In comparison to their British and German counterparts, the French airmen of the Great War are not well known. Yet their aerial exploits were just as remarkable, and their contribution to the war effort on the Western Front was equally important. That is why Ian Sumner's vivid history of the men of the French air force during the war is of such value. He tells their story using the words of the pioneering pilots and observers themselves, drawn from memoirs, diaries, letters, and contemporary newspapers, magazines and official documents. The recollections of the airmen give an authentic portrait of their role and their wartime careers. They cover recruitment and training, reconnaissance and artillery spotting, aerial combat, ground strafing and bombing, and squadron life. They also highlight the technical and tactical innovations made during those hectic years, as well as revealing the airmen's attitude to the enemy - and their thoughts about the ever-present threat of injury and death.

Reviews
Kings of the Air is a very good narrative of the French air force during the Great War. The main argument, which emphasizes the power of French aviation and its major contribution to the defeat of the enemy, is convincing and supported by a good range of primary and secondary sources. This book fills a gap in the historiography of the First World War and aviation history. There are, however, a few points to keep in mind. Ian Sumner’s work is aimed at a broad public and, as such, lacks footnotes. A general conclusion should have been included. Despite these problems, Kings of the Air is a great addition to the field of First World War history. Its many details and accuracy should reveal a new side of the conflict previously reserved to those able to read French. - Bernard Wilkin, University of Exeter in French History 30 (3) September 2016 pp446-7
 
This book is simply superb!
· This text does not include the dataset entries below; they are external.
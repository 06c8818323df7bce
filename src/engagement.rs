//! The engagement state machine: keep typing toward the goal, or the text
//! fades and is eventually cut away.
//!
//! The machine borrows its collaborators per call. It never owns the editor
//! surface or the clock; it only reads the text and issues commands back.

use strum_macros::Display;
use tracing::{debug, info, trace};

use crate::clock::Clock;
use crate::error::ConfigError;
use crate::progress::{self, BarColor};
use crate::session::{EngagementConfig, Session};
use crate::surface::EditorSurface;
use crate::word_counter;

/// Text left in the editor after a failed session.
pub const FAILURE_NOTICE: &str = "Sorry, you haven't typed for a while by now.\n\
The written texts are saved into clipboard.\n\
You can type anything to restart the challenge.";

#[derive(Debug, Clone, Copy, PartialEq, Eq, Display)]
pub enum EngagementState {
    Idle,
    Typing,
    Warning,
    Failed,
    Succeeded,
}

/// Input the machine reacts to.
#[derive(Debug, Clone, Copy, PartialEq, Eq)]
pub enum Event {
    TextChanged,
    Tick,
}

/// Terminal outcome of a writing cycle.
#[derive(Debug, Clone, Copy, PartialEq, Eq, Display)]
pub enum Signal {
    Succeeded,
    Failed,
}

#[derive(Debug, Clone)]
pub struct EngagementStateMachine {
    session: Session,
    progress: f64,
    intensity: u8,
    bar_color: BarColor,
    /// Notifications still owed for content changes the machine made itself.
    expected_echoes: usize,
}

impl EngagementStateMachine {
    pub fn new(config: EngagementConfig) -> Result<Self, ConfigError> {
        config.validate()?;
        Ok(Self {
            session: Session::new(config),
            progress: 0.0,
            intensity: 0,
            bar_color: BarColor::Normal,
            expected_echoes: 0,
        })
    }

    pub fn current_state(&self) -> EngagementState {
        self.session.state
    }

    pub fn current_progress(&self) -> f64 {
        self.progress
    }

    pub fn current_intensity(&self) -> u8 {
        self.intensity
    }

    pub fn idle_seconds(&self) -> f64 {
        self.session.idle_seconds()
    }

    pub fn bar_color(&self) -> BarColor {
        self.bar_color
    }

    pub fn config(&self) -> &EngagementConfig {
        self.session.config()
    }

    pub fn pending_echoes(&self) -> usize {
        self.expected_echoes
    }

    /// Call whenever the surface content changes, for any reason.
    pub fn on_text_changed<S, C>(&mut self, surface: &mut S, clock: &mut C) -> Option<Signal>
    where
        S: EditorSurface + ?Sized,
        C: Clock + ?Sized,
    {
        self.handle(Event::TextChanged, surface, clock)
    }

    /// Call once per clock period while the clock runs.
    pub fn on_tick<S, C>(&mut self, surface: &mut S, clock: &mut C) -> Option<Signal>
    where
        S: EditorSurface + ?Sized,
        C: Clock + ?Sized,
    {
        self.handle(Event::Tick, surface, clock)
    }

    /// Single transition function over the current state and the event.
    pub fn handle<S, C>(&mut self, event: Event, surface: &mut S, clock: &mut C) -> Option<Signal>
    where
        S: EditorSurface + ?Sized,
        C: Clock + ?Sized,
    {
        use EngagementState::*;

        if event == Event::TextChanged && self.expected_echoes > 0 {
            self.expected_echoes -= 1;
            trace!(target: "engagement", remaining = self.expected_echoes, "echo_suppressed");
            return None;
        }

        let from = self.session.state;
        let signal = match (from, event) {
            (Idle, Event::TextChanged) => {
                self.begin_typing(surface, clock);
                None
            }
            (Typing, Event::TextChanged) => self.keep_typing(surface, clock),
            (Typing, Event::Tick) => {
                self.session.accumulate_tick();
                if self.session.past_warning() {
                    self.session.state = Warning;
                }
                None
            }
            (Warning, Event::TextChanged) => {
                self.recover(surface);
                None
            }
            (Warning, Event::Tick) => self.fade(surface, clock),
            (Failed, Event::TextChanged) => {
                self.restart_after_failure(surface);
                None
            }
            (Succeeded, Event::TextChanged) => {
                if word_counter::count(&surface.text()) == 0 {
                    self.bar_color = BarColor::Normal;
                    self.progress = 0.0;
                    self.session.state = Idle;
                }
                None
            }
            (Idle | Failed | Succeeded, Event::Tick) => None,
        };

        let to = self.session.state;
        if to != from {
            debug!(target: "engagement", %from, %to, ?event, idle_secs = self.idle_seconds(), "transition");
        }
        signal
    }

    fn recompute_progress<S: EditorSurface + ?Sized>(&mut self, surface: &S) -> usize {
        let words = word_counter::count(&surface.text());
        self.progress = progress::progress(words, self.config().goal_words);
        words
    }

    fn set_intensity<S: EditorSurface + ?Sized>(&mut self, surface: &mut S, intensity: u8) {
        self.intensity = intensity;
        surface.set_visual_intensity(intensity);
    }

    fn begin_typing<S, C>(&mut self, surface: &mut S, clock: &mut C)
    where
        S: EditorSurface + ?Sized,
        C: Clock + ?Sized,
    {
        self.session.reset_idle();
        clock.start();
        self.set_intensity(surface, 0);
        self.bar_color = BarColor::Normal;
        self.recompute_progress(surface);
        self.session.state = EngagementState::Typing;
    }

    fn keep_typing<S, C>(&mut self, surface: &mut S, clock: &mut C) -> Option<Signal>
    where
        S: EditorSurface + ?Sized,
        C: Clock + ?Sized,
    {
        self.session.reset_idle();
        self.set_intensity(surface, 0);
        let words = self.recompute_progress(surface);

        if words == 0 {
            clock.stop();
            self.session.state = EngagementState::Idle;
            None
        } else if self.progress >= 1.0 {
            clock.stop();
            self.bar_color = BarColor::Complete;
            self.session.state = EngagementState::Succeeded;
            info!(target: "engagement", words, goal = self.config().goal_words, "goal_reached");
            Some(Signal::Succeeded)
        } else {
            None
        }
    }

    fn recover<S: EditorSurface + ?Sized>(&mut self, surface: &mut S) {
        self.session.reset_idle();
        self.set_intensity(surface, 0);
        self.recompute_progress(surface);
        self.session.state = EngagementState::Typing;
    }

    fn fade<S, C>(&mut self, surface: &mut S, clock: &mut C) -> Option<Signal>
    where
        S: EditorSurface + ?Sized,
        C: Clock + ?Sized,
    {
        let idle = self.session.accumulate_tick();
        let cfg = *self.config();
        let faded = progress::intensity(
            idle,
            cfg.warning_threshold_seconds,
            cfg.failure_threshold_seconds,
        );
        self.set_intensity(surface, faded);

        if !self.session.past_failure() {
            return None;
        }

        clock.stop();
        self.set_intensity(surface, 0);
        let cut = surface.select_all_and_cut();
        if !cut.is_empty() {
            self.expected_echoes += 1;
        }
        surface.append_text(FAILURE_NOTICE);
        self.expected_echoes += 1;
        self.session.state = EngagementState::Failed;
        info!(
            target: "engagement",
            words = word_counter::count(&cut),
            idle_secs = idle,
            "went_idle_text_cut"
        );
        Some(Signal::Failed)
    }

    fn restart_after_failure<S: EditorSurface + ?Sized>(&mut self, surface: &mut S) {
        if !surface.text().is_empty() {
            self.expected_echoes += 1;
        }
        surface.clear();
        self.progress = 0.0;
        self.session.state = EngagementState::Idle;
    }
}
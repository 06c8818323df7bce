//! Error types for inkdash.
//!
//! The engagement core has no recoverable runtime errors; the only failures
//! are rejected configuration and the host-side clipboard.

use std::path::PathBuf;
use thiserror::Error;

/// Configuration-specific errors.
#[derive(Error, Debug, Clone, PartialEq)]
pub enum ConfigError {
    /// Invalid configuration value
    #[error("Invalid configuration value for '{key}': {message}")]
    InvalidValue { key: String, message: String },

    /// Failed to load configuration
    #[error("Failed to load configuration from {path}: {message}")]
    LoadFailed { path: PathBuf, message: String },

    /// Failed to save configuration
    #[error("Failed to save configuration to {path}: {message}")]
    SaveFailed { path: PathBuf, message: String },
}

impl ConfigError {
    pub(crate) fn invalid(key: &str, message: impl Into<String>) -> Self {
        ConfigError::InvalidValue {
            key: key.to_string(),
            message: message.into(),
        }
    }
}

/// Clipboard errors.
#[derive(Error, Debug)]
pub enum ClipboardError {
    /// Writing the escape sequence to the terminal failed
    #[error("Failed to write to clipboard: {0}")]
    Write(#[from] std::io::Error),

    /// Payload exceeds what the terminal accepts in one OSC 52 sequence
    #[error("Clipboard payload of {len} bytes exceeds the {max} byte limit")]
    PayloadTooLarge { len: usize, max: usize },
}
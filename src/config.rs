use serde::{Deserialize, Serialize};
use std::fs;
use std::path::{Path, PathBuf};
use tracing::warn;

use crate::app_dirs::AppDirs;
use crate::error::ConfigError;
use crate::session::{
    EngagementConfig, DEFAULT_FAILURE_SECS, DEFAULT_GOAL_WORDS, DEFAULT_TICK_SECS,
    DEFAULT_WARNING_SECS,
};

pub const DEFAULT_MAX_ROW_CHARACTERS: u16 = 45;

/// Persisted user settings.
#[derive(Debug, Clone, Serialize, Deserialize, PartialEq)]
#[serde(default)]
pub struct Config {
    pub goal_words: u32,
    pub warning_secs: f64,
    pub failure_secs: f64,
    pub tick_ms: u64,
    pub max_row_characters: u16,
}

impl Default for Config {
    fn default() -> Self {
        Self {
            goal_words: DEFAULT_GOAL_WORDS,
            warning_secs: DEFAULT_WARNING_SECS,
            failure_secs: DEFAULT_FAILURE_SECS,
            tick_ms: (DEFAULT_TICK_SECS * 1000.0) as u64,
            max_row_characters: DEFAULT_MAX_ROW_CHARACTERS,
        }
    }
}

impl TryFrom<&Config> for EngagementConfig {
    type Error = ConfigError;

    fn try_from(cfg: &Config) -> Result<Self, Self::Error> {
        if cfg.tick_ms == 0 {
            return Err(ConfigError::invalid("tick_ms", "must be at least 1"));
        }
        let engagement = EngagementConfig {
            goal_words: cfg.goal_words,
            warning_threshold_seconds: cfg.warning_secs,
            failure_threshold_seconds: cfg.failure_secs,
            tick_period_seconds: cfg.tick_ms as f64 / 1000.0,
        };
        engagement.validate()?;
        Ok(engagement)
    }
}

pub trait ConfigStore {
    fn load(&self) -> Config;
    fn save(&self, cfg: &Config) -> Result<(), ConfigError>;
}

#[derive(Debug, Clone)]
pub struct FileConfigStore {
    path: PathBuf,
}

impl FileConfigStore {
    #[allow(clippy::new_without_default)]
    pub fn new() -> Self {
        Self {
            path: AppDirs::config_path(),
        }
    }

    pub fn with_path<P: AsRef<Path>>(p: P) -> Self {
        Self {
            path: p.as_ref().to_path_buf(),
        }
    }

    pub fn path(&self) -> &Path {
        &self.path
    }

    fn try_load(&self) -> Result<Config, ConfigError> {
        let bytes = fs::read(&self.path).map_err(|e| ConfigError::LoadFailed {
            path: self.path.clone(),
            message: e.to_string(),
        })?;
        serde_json::from_slice::<Config>(&bytes).map_err(|e| ConfigError::LoadFailed {
            path: self.path.clone(),
            message: e.to_string(),
        })
    }
}

impl Default for FileConfigStore {
    fn default() -> Self {
        Self::new()
    }
}

impl ConfigStore for FileConfigStore {
    fn load(&self) -> Config {
        if !self.path.exists() {
            return Config::default();
        }
        match self.try_load() {
            Ok(cfg) => cfg,
            Err(err) => {
                warn!(target: "config", error = %err, "config_load_failed_using_defaults");
                Config::default()
            }
        }
    }

    fn save(&self, cfg: &Config) -> Result<(), ConfigError> {
        let save_failed = |message: String| ConfigError::SaveFailed {
            path: self.path.clone(),
            message,
        };
        if let Some(parent) = self.path.parent() {
            fs::create_dir_all(parent).map_err(|e| save_failed(e.to_string()))?;
        }
        let data = serde_json::to_vec_pretty(cfg).map_err(|e| save_failed(e.to_string()))?;
        fs::write(&self.path, data).map_err(|e| save_failed(e.to_string()))
    }
}
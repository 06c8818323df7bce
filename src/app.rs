use std::time::Duration;

use tracing::{debug, info};

use crate::clipboard::{Clipboard, MemoryClipboard};
use crate::clock::TickClock;
use crate::config::Config;
use crate::edit_policy::{apply_key, apply_paste, KeyOutcome};
use crate::engagement::{EngagementStateMachine, Signal};
use crate::error::ConfigError;
use crate::runtime::AppEvent;
use crate::session::EngagementConfig;
use crate::surface::TextBuffer;
use crate::word_counter;

/// What the event loop should do after an event.
#[derive(Debug, Clone, Copy, PartialEq, Eq)]
pub enum Flow {
    Redraw,
    Unchanged,
    Quit,
}

/// Binds the engagement machine to its editor buffer and clock.
#[derive(Debug)]
pub struct App<C: Clipboard = MemoryClipboard> {
    pub machine: EngagementStateMachine,
    pub buffer: TextBuffer<C>,
    pub clock: TickClock,
    pub max_row_characters: u16,
    pub last_signal: Option<Signal>,
}

impl App<MemoryClipboard> {
    pub fn headless(config: &Config) -> Result<Self, ConfigError> {
        Self::new(config, MemoryClipboard::new())
    }
}

impl<C: Clipboard> App<C> {
    pub fn new(config: &Config, clipboard: C) -> Result<Self, ConfigError> {
        let engagement = EngagementConfig::try_from(config)?;
        Ok(Self {
            machine: EngagementStateMachine::new(engagement)?,
            buffer: TextBuffer::with_clipboard(clipboard),
            clock: TickClock::new(Duration::from_millis(config.tick_ms)),
            max_row_characters: config.max_row_characters,
            last_signal: None,
        })
    }

    pub fn word_count(&self) -> usize {
        word_counter::count(self.buffer.as_str())
    }

    pub fn handle_event(&mut self, event: AppEvent) -> Flow {
        match event {
            AppEvent::Key(key) => match apply_key(&mut self.buffer, &key) {
                KeyOutcome::Quit => Flow::Quit,
                KeyOutcome::Edited => {
                    self.deliver_changes();
                    Flow::Redraw
                }
                KeyOutcome::Moved => Flow::Redraw,
                KeyOutcome::Ignored => Flow::Unchanged,
            },
            AppEvent::Paste(text) => {
                apply_paste(&mut self.buffer, &text);
                self.deliver_changes();
                Flow::Redraw
            }
            AppEvent::Tick => {
                if !self.clock.should_tick() {
                    return Flow::Unchanged;
                }
                let signal = self.machine.on_tick(&mut self.buffer, &mut self.clock);
                self.record(signal);
                self.deliver_changes();
                Flow::Redraw
            }
            AppEvent::FocusLost => {
                self.clock.pause();
                debug!(target: "app", idle_secs = self.machine.idle_seconds(), "focus_lost_clock_paused");
                Flow::Redraw
            }
            AppEvent::FocusGained => {
                self.clock.resume();
                debug!(target: "app", "focus_gained_clock_resumed");
                Flow::Redraw
            }
            AppEvent::Resize => Flow::Redraw,
        }
    }

    /// Feeds queued text-changed notifications to the machine, one at a time.
    fn deliver_changes(&mut self) {
        while self.buffer.take_change() {
            let signal = self
                .machine
                .on_text_changed(&mut self.buffer, &mut self.clock);
            self.record(signal);
        }
    }

    fn record(&mut self, signal: Option<Signal>) {
        if let Some(signal) = signal {
            info!(target: "app", %signal, words = self.word_count(), "cycle_finished");
            self.last_signal = Some(signal);
        }
    }
}
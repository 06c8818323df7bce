use crossterm::event::{KeyCode, KeyEvent, KeyModifiers};

use crate::clipboard::Clipboard;
use crate::surface::TextBuffer;

/// What a key press meant to the host.
#[derive(Debug, Clone, Copy, PartialEq, Eq)]
pub enum KeyOutcome {
    /// The buffer may have changed; pending notifications should be delivered.
    Edited,
    /// Cursor movement only.
    Moved,
    Quit,
    Ignored,
}

fn is_quit(key: &KeyEvent) -> bool {
    key.code == KeyCode::Esc
        || (key.modifiers.contains(KeyModifiers::CONTROL) && key.code == KeyCode::Char('c'))
}

/// Applies a key press to the buffer.
pub fn apply_key<C: Clipboard>(buffer: &mut TextBuffer<C>, key: &KeyEvent) -> KeyOutcome {
    if is_quit(key) {
        return KeyOutcome::Quit;
    }

    let chord = key
        .modifiers
        .intersects(KeyModifiers::CONTROL | KeyModifiers::ALT);

    match key.code {
        KeyCode::Char(_) if chord => KeyOutcome::Ignored,
        KeyCode::Char(c) => {
            buffer.insert_char(c);
            KeyOutcome::Edited
        }
        KeyCode::Enter => {
            buffer.insert_char('\n');
            KeyOutcome::Edited
        }
        KeyCode::Tab => {
            buffer.insert_char('\t');
            KeyOutcome::Edited
        }
        KeyCode::Backspace => {
            buffer.backspace();
            KeyOutcome::Edited
        }
        KeyCode::Delete => {
            buffer.delete();
            KeyOutcome::Edited
        }
        KeyCode::Left => {
            buffer.move_left();
            KeyOutcome::Moved
        }
        KeyCode::Right => {
            buffer.move_right();
            KeyOutcome::Moved
        }
        KeyCode::Home => {
            buffer.move_home();
            KeyOutcome::Moved
        }
        KeyCode::End => {
            buffer.move_end();
            KeyOutcome::Moved
        }
        _ => KeyOutcome::Ignored,
    }
}

/// Pasted text lands as one edit.
pub fn apply_paste<C: Clipboard>(buffer: &mut TextBuffer<C>, text: &str) -> KeyOutcome {
    // Terminals send \r for newlines inside bracketed paste.
    let normalized = text.replace("\r\n", "\n").replace('\r', "\n");
    buffer.insert_str(&normalized);
    KeyOutcome::Edited
}

#[cfg(test)]
mod tests {
    use super::*;

    fn key(code: KeyCode) -> KeyEvent {
        KeyEvent::new(code, KeyModifiers::NONE)
    }

    #[test]
    fn test_chars_insert() {
        let mut buffer = TextBuffer::new();
        assert_eq!(apply_key(&mut buffer, &key(KeyCode::Char('h'))), KeyOutcome::Edited);
        assert_eq!(
            apply_key(
                &mut buffer,
                &KeyEvent::new(KeyCode::Char('I'), KeyModifiers::SHIFT)
            ),
            KeyOutcome::Edited
        );
        apply_key(&mut buffer, &key(KeyCode::Enter));
        apply_key(&mut buffer, &key(KeyCode::Tab));
        assert_eq!(buffer.as_str(), "hI\n\t");
        assert_eq!(buffer.pending_changes(), 4);
    }

    #[test]
    fn test_quit_keys() {
        let mut buffer = TextBuffer::new();
        assert_eq!(apply_key(&mut buffer, &key(KeyCode::Esc)), KeyOutcome::Quit);
        assert_eq!(
            apply_key(
                &mut buffer,
                &KeyEvent::new(KeyCode::Char('c'), KeyModifiers::CONTROL)
            ),
            KeyOutcome::Quit
        );
        assert_eq!(buffer.as_str(), "");
    }

    #[test]
    fn test_chords_are_ignored() {
        let mut buffer = TextBuffer::new();
        let outcome = apply_key(
            &mut buffer,
            &KeyEvent::new(KeyCode::Char('s'), KeyModifiers::CONTROL),
        );
        assert_eq!(outcome, KeyOutcome::Ignored);
        assert_eq!(buffer.pending_changes(), 0);
    }

    #[test]
    fn test_navigation_does_not_edit() {
        let mut buffer = TextBuffer::new();
        buffer.insert_str("abc");
        let before = buffer.pending_changes();
        assert_eq!(apply_key(&mut buffer, &key(KeyCode::Left)), KeyOutcome::Moved);
        assert_eq!(apply_key(&mut buffer, &key(KeyCode::Home)), KeyOutcome::Moved);
        assert_eq!(buffer.cursor(), 0);
        assert_eq!(apply_key(&mut buffer, &key(KeyCode::End)), KeyOutcome::Moved);
        assert_eq!(buffer.cursor(), 3);
        assert_eq!(buffer.pending_changes(), before);
    }

    #[test]
    fn test_paste_normalizes_newlines() {
        let mut buffer = TextBuffer::new();
        apply_paste(&mut buffer, "one\r\ntwo\rthree");
        assert_eq!(buffer.as_str(), "one\ntwo\nthree");
        assert_eq!(buffer.pending_changes(), 1);
    }
}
Am 82 pages into it, and it is easily the best book (in English) available on the French Air Service. ... The book is a gem. For anyone who has an interest in obtaining a broader understanding of the air conflict, a much better appreciation of the role and importance of the Aéronautique Militaire, and the exposure to a whole host of new men who fought in the skies over France; this book is a must read.  Pips on TheAerodrome.com
And on Simhq.com: This is a gem of a book. It's the only comprehensive account of the Aéronautique Militaire available in English. And it does a wonderful job, from it's earliest days to the formidable force it was by war's end. It's rich in information on all arms of the air service, eg reconnaissance, bomber, photography, balloons and artillery spotting; not simply restricted to the aces. It also contains marvellous detail on flight training and flight school organisation. And there are so many new faces brought to life, most names people will not have come across before. The use of many first hand accounts bring the French flyers to life, and they are every bit as formidable and brave as their British, American and German counterparts. This is a long overdue book, that finally does justice to the Aéronautique Militaire.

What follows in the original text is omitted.